Computability 7: Exercises

 

  Disjoint sets $A$, $B$ are said to be recursively inseparable if there is no recursive set $C$ such that $A\subseteq C$ and $B\subseteq C$.

  Now we prove that $K_0=\{x\text{ | }\phi_x(x)=0\}$ and $K_1=\{x\text{ | }\phi_x(x)=1\}$ are recursively inseparable. Suppose there is a recursive set $C$ with characteristic function $\phi_e$ such that $K_0\subseteq C$ and $K_1\subseteq\overline{C}$. Then both

    $e\in C\Leftrightarrow\phi_e(e)=1\Leftrightarrow e\in K_1\Rightarrow e\in\overline{C}$, and $e\in\overline{C}\Leftrightarrow\phi_e(e)=0\Leftrightarrow e\in K_0\Rightarrow e\in C$

are contradictory. Therefore, there is no such recursive set $C$.

 

  Disjoint sets $A$, $B$ are said to be effectively recursively inseparable if there is a total computable function $f$ such that whenever $A\subseteq W_a$, $B\subseteq W_b$ and $W_a\cap W_b=\varnothing$, then $f(a,b)\notin W_a\cup W_b$.

  For any $i\neq j$, we prove $K_i=\{x\text{ | }\phi_x(x)=i\}$ and $K_j=\{x\text{ | }\phi_x(x)=j\}$ are effectively recursively inseparable as follow. Consider any $a$ and $b$ such that $K_i\subseteq W_a$, $K_j\subseteq W_b$, $W_a\cap W_b=\varnothing$. The following function $g$ should be computable. $$g(x,y,z)\simeq\begin{cases}j & z\in W_a \\ i & z\in W_b \\ \uparrow & \text{otherwise } \end{cases}$$ According to the s-m-n theorem, there exists a total computable function $f$ such that $\phi_{f(x,y)}(z)\simeq g(x,y,z)$, and hence

    $f(a,b)\in W_a\Rightarrow \phi_{f(a,b)}(f(a,b))=j\Leftrightarrow f(a,b)\in K_j\subseteq W_b\subseteq\overline{W_a}$,

    $f(a,b)\in W_b\Rightarrow \phi_{f(a,b)}(f(a,b))=i\Leftrightarrow f(a,b)\in K_i\subseteq W_a\subseteq\overline{W_b}$,

both of which lead to a contradiction. Therefore, $f(a,b)\notin W_a\cup W_b$, and $A$, $B$ are effectively recursively inseparable.

 

  If two sets are effectively recursively inseparable, then they must be recursively inseparable.
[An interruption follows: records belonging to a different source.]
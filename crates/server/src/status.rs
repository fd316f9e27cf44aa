//! The `/status` endpoint.

use std::sync::Arc;

use axum::extract::{Query, State};
use axum::response::{IntoResponse, Response};
use axum::Json;
use serde::{Deserialize, Serialize};

use crate::error::ServerResult;
use crate::ServerState;

#[derive(Debug, Clone, Serialize, Deserialize)]
pub struct StatusResponse {
    pub commit: String,
    pub build_time: String,
    pub start_time: String,
}

#[derive(Debug, Deserialize)]
pub struct StatusQuery {
    pub format: Option<String>,
}

/// Report build and uptime metadata as JSON, or YAML when asked for it.
/// Unknown formats fall back to JSON.
pub async fn handle_status(
    State(state): State<Arc<ServerState>>,
    Query(query): Query<StatusQuery>,
) -> ServerResult<Response> {
    let response = StatusResponse {
        commit: state.commit.clone(),
        build_time: state.build_time.clone(),
        start_time: state.start_time.clone(),
    };
    match query.format.as_deref() {
        Some("yaml") => {
            let body = serde_yaml::to_string(&response)
                .map_err(|e| crate::error::ServerError::Serialization(e.to_string()))?;
            Ok(([("content-type", "application/yaml")], body).into_response())
        }
        _ => Ok(Json(response).into_response()),
    }
}

#[cfg(test)]
mod tests {
    use super::*;

    #[test]
    fn status_serializes_with_snake_case_keys() {
        let response = StatusResponse {
            commit: "abc123".into(),
            build_time: "2026-01-01T00:00:00Z".into(),
            start_time: "2026-01-02T00:00:00Z".into(),
        };
        let v = serde_json::to_value(&response).unwrap();
        assert_eq!(v["commit"], "abc123");
        assert_eq!(v["build_time"], "2026-01-01T00:00:00Z");
        assert_eq!(v["start_time"], "2026-01-02T00:00:00Z");
    }

    #[test]
    fn status_yaml_roundtrips() {
        let response = StatusResponse {
            commit: "abc123".into(),
            build_time: "0".into(),
            start_time: "0".into(),
        };
        let yaml = serde_yaml::to_string(&response).unwrap();
        let back: StatusResponse = serde_yaml::from_str(&yaml).unwrap();
        assert_eq!(back.commit, "abc123");
    }
}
  If two r.e. sets are effectively recursively inseparable, then both of them are proved to be creative.

 

  Suppose $A$, $B$ are effectively recursively inseparable sets, and $A_1$, $B_1$ are disjoint sets. If there is a total computable function $f$ such that $x\in A\Leftrightarrow f(x)\in A$, $x\in B\Leftrightarrow f(x)\in B$, then $A_1$ and $B_1$ are effectively recursively inseparable.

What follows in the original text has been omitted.